::: RECORDS PROVIDED

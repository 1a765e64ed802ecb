//! pc-core: Core abstractions and configuration for pcompose
//!
//! This crate provides the configuration, the external tool contracts
//! (docker, docker-compose, git), the command router that maps SSH
//! identities and payloads onto those tools, and the bare repository
//! manager used by git pushes.

pub mod command;
pub mod config;
pub mod error;
pub mod repo;
pub mod route;
pub mod tools;
pub mod types;

pub use command::{CommandDescriptor, StdioMode};
pub use config::PcomposeConfig;
pub use error::{ConfigError, ProcessError, RepositoryError, RouteError};
pub use repo::RepositoryManager;
pub use route::{GitService, NetworkAction, Route, Router};
pub use types::ProjectName;

/// Directory inside a bare repository that holds git hooks
pub const HOOKS_DIR_NAME: &str = "hooks";

/// Configuration file shared between the server and its hooks
pub const HOOKS_CONFIG_FILE: &str = "hooks.toml";

/// Hook types installed into every managed repository
pub const HOOK_NAMES: [&str; 3] = ["pre-receive", "update", "post-receive"];
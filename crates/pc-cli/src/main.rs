//! pcompose
//!
//! Single binary for both halves of pcompose:
//! - the SSH server that routes sessions onto containers, git and compose
//! - the git hooks, entered when invoked as `hooks/<name>` from a repository

use std::io::IsTerminal;
use std::path::PathBuf;
use std::process::ExitCode;
use std::sync::Arc;

use anyhow::{Context, Result};
use clap::Parser;
use tokio_util::sync::CancellationToken;
use tracing_subscriber::{layer::SubscriberExt, util::SubscriberInitExt};

use pc_core::config::{self, PcomposeConfig};
use pc_core::ConfigError;
use pc_hook::HookKind;
use pc_server::auth::AuthPolicy;
use pc_server::{load_or_generate_host_key, ServerState, SshServer};

#[derive(Parser)]
#[command(name = "pcompose")]
#[command(author, version, about = "Push-to-deploy SSH server for docker-compose projects")]
struct Args {
    /// Path to configuration file
    #[arg(short, long, env = "PCOMPOSE_CONFIG")]
    config: Option<PathBuf>,

    /// Address to bind the SSH server to
    #[arg(long, env = "PCOMPOSE_SSH_ADDRESS")]
    ssh_address: Option<String>,

    /// Host key file (generated if missing)
    #[arg(long)]
    host_key_path: Option<PathBuf>,

    /// Directory holding repositories and deployments
    #[arg(long, env = "PCOMPOSE_DATA_DIRECTORY")]
    data_directory: Option<PathBuf>,

    /// Container routing traffic into project networks
    #[arg(long)]
    frontend_container_name: Option<String>,

    /// Container with the orchestration tooling
    #[arg(long)]
    pcompose_container_name: Option<String>,

    /// Require password or key authentication
    #[arg(long)]
    authentication: bool,

    /// Password accepted when authentication is enabled
    #[arg(long, env = "PCOMPOSE_AUTHENTICATION_PASSWORD", hide_env_values = true)]
    authentication_password: Option<String>,

    /// Directory of accepted public keys
    #[arg(long)]
    authentication_keys_directory: Option<PathBuf>,

    /// Maximum number of concurrent connections
    #[arg(long)]
    max_connections: Option<u32>,

    /// Log level (error, warn, info, debug, trace)
    #[arg(long, default_value = "info")]
    log_level: String,

    /// Verbose request logging
    #[arg(short, long)]
    debug: bool,
}

/// Where the effective configuration came from
enum ConfigSource {
    File(PathBuf),
    Defaults,
    Fallback(PathBuf, ConfigError),
}

fn main() -> ExitCode {
    let mut argv = std::env::args();
    let argv0 = argv.next().unwrap_or_default();

    let runtime = match tokio::runtime::Builder::new_multi_thread()
        .enable_all()
        .build()
    {
        Ok(runtime) => runtime,
        Err(e) => {
            eprintln!("pcompose: failed to start runtime: {}", e);
            return ExitCode::FAILURE;
        }
    };

    if let Some(kind) = HookKind::from_argv0(&argv0) {
        let args: Vec<String> = argv.collect();
        return runtime.block_on(hook_main(kind, args));
    }

    let args = Args::parse();
    match runtime.block_on(serve(args)) {
        Ok(()) => ExitCode::SUCCESS,
        Err(e) => {
            tracing::error!("{:#}", e);
            eprintln!("Error: {:#}", e);
            ExitCode::FAILURE
        }
    }
}

/// Initialize logging; `RUST_LOG` wins over `level`
fn init_logging(level: &str, to_stderr: bool) {
    let filter = tracing_subscriber::EnvFilter::new(
        std::env::var("RUST_LOG").unwrap_or_else(|_| level.into()),
    );
    let registry = tracing_subscriber::registry().with(filter);

    if to_stderr {
        registry
            .with(
                tracing_subscriber::fmt::layer()
                    .with_writer(std::io::stderr)
                    .with_ansi(std::io::stderr().is_terminal())
                    .without_time(),
            )
            .init();
    } else {
        registry.with(tracing_subscriber::fmt::layer()).init();
    }
}

/// Hook mode: git runs us with the bare repository as working directory
async fn hook_main(kind: HookKind, args: Vec<String>) -> ExitCode {
    let repo_dir = match std::env::current_dir() {
        Ok(dir) => dir,
        Err(e) => {
            eprintln!("pcompose {}: unable to determine repository: {}", kind, e);
            return ExitCode::FAILURE;
        }
    };

    init_logging("info", true);
    let config = pc_hook::load_hook_config(&repo_dir);

    let stdin = std::io::stdin().lock();
    match pc_hook::run_hook(kind, &repo_dir, &args, stdin, &config).await {
        Ok(()) => ExitCode::SUCCESS,
        Err(e) => {
            let e = anyhow::Error::from(e);
            tracing::error!("{} hook failed: {:#}", kind, e);
            ExitCode::FAILURE
        }
    }
}

fn load_configuration(path: Option<&PathBuf>) -> Result<(PcomposeConfig, ConfigSource)> {
    if let Some(path) = path {
        let config = config::load_config(path)
            .with_context(|| format!("Failed to load config from {:?}", path))?;
        return Ok((config, ConfigSource::File(path.clone())));
    }

    let default_path = config::default_config_path();
    if !default_path.exists() {
        return Ok((PcomposeConfig::default(), ConfigSource::Defaults));
    }

    match config::load_config(&default_path) {
        Ok(config) => Ok((config, ConfigSource::File(default_path))),
        Err(e) => Ok((
            PcomposeConfig::default(),
            ConfigSource::Fallback(default_path, e),
        )),
    }
}

fn apply_overrides(mut config: PcomposeConfig, args: &Args) -> PcomposeConfig {
    if let Some(addr) = &args.ssh_address {
        config.ssh_address = addr.clone();
    }
    if let Some(path) = &args.host_key_path {
        config.host_key_path = path.clone();
    }
    if let Some(dir) = &args.data_directory {
        config.data_directory = dir.clone();
    }
    if let Some(name) = &args.frontend_container_name {
        config.frontend_container_name = name.clone();
    }
    if let Some(name) = &args.pcompose_container_name {
        config.pcompose_container_name = name.clone();
    }
    if args.authentication {
        config.authentication = true;
    }
    if let Some(password) = &args.authentication_password {
        config.authentication_password = Some(password.clone());
    }
    if let Some(dir) = &args.authentication_keys_directory {
        config.authentication_keys_directory = dir.clone();
    }
    if args.max_connections.is_some() {
        config.max_connections = args.max_connections;
    }
    config.debug |= args.debug;
    config
}

/// Server mode
async fn serve(args: Args) -> Result<()> {
    let (config, source) = load_configuration(args.config.as_ref())?;
    let config = apply_overrides(config, &args)
        .resolved()
        .context("Failed to resolve configuration paths")?;

    let log_level = if config.debug { "debug" } else { args.log_level.as_str() };
    init_logging(log_level, false);

    tracing::info!("pcompose starting...");
    match source {
        ConfigSource::File(path) => tracing::info!("Loaded configuration from {:?}", path),
        ConfigSource::Defaults => tracing::info!("Using default configuration"),
        ConfigSource::Fallback(path, e) => {
            tracing::warn!("Failed to load config from {:?}: {}", path, e)
        }
    }

    std::fs::create_dir_all(&config.data_directory)
        .with_context(|| format!("Failed to create data directory {:?}", config.data_directory))?;
    let hooks_config = config.hooks_config_file();
    match config::save_config(&hooks_config, &config.for_hooks()) {
        Ok(()) => tracing::debug!("Wrote hook configuration to {:?}", hooks_config),
        Err(e) => tracing::warn!("Failed to write hook configuration {:?}: {}", hooks_config, e),
    }

    let host_key = load_or_generate_host_key(&config.host_key_path).await?;
    let fingerprint = host_key
        .clone_public_key()
        .context("Failed to derive host public key")?
        .fingerprint();
    tracing::info!("Host key fingerprint: {}", fingerprint);

    let auth = AuthPolicy::from_config(&config)?;
    let config = Arc::new(config);
    let state = Arc::new(ServerState::new(Arc::clone(&config), auth)?);

    let cancel = CancellationToken::new();
    spawn_signal_handler(cancel.clone());

    let server = SshServer::new(host_key, state, cancel);
    server.run().await?;

    tracing::info!("pcompose shutdown complete");
    Ok(())
}

/// Cancel `cancel` on Ctrl+C or SIGTERM
fn spawn_signal_handler(cancel: CancellationToken) {
    tokio::spawn(async move {
        let ctrl_c = tokio::signal::ctrl_c();

        #[cfg(unix)]
        let terminate = async {
            match tokio::signal::unix::signal(tokio::signal::unix::SignalKind::terminate()) {
                Ok(mut signal) => {
                    signal.recv().await;
                }
                Err(e) => {
                    tracing::warn!("Failed to install SIGTERM handler: {}", e);
                    std::future::pending::<()>().await;
                }
            }
        };

        #[cfg(not(unix))]
        let terminate = std::future::pending::<()>();

        tokio::select! {
            _ = ctrl_c => {
                tracing::info!("Received Ctrl+C, initiating shutdown...");
            }
            _ = terminate => {
                tracing::info!("Received SIGTERM, initiating shutdown...");
            }
        }

        cancel.cancel();
    });
}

::::::

EXERCISE DESCRIPTION: Which of the lines above contain "warn"? Return them all.

SOLUTION:
    /// Log level (error, warn, info, debug, trace)
            tracing::warn!("Failed to load config from {:?}: {}", path, e)
        Err(e) => tracing::warn!("Failed to write hook configuration {:?}: {}", hooks_config, e),
                    tracing::warn!("Failed to install SIGTERM handler: {}", e);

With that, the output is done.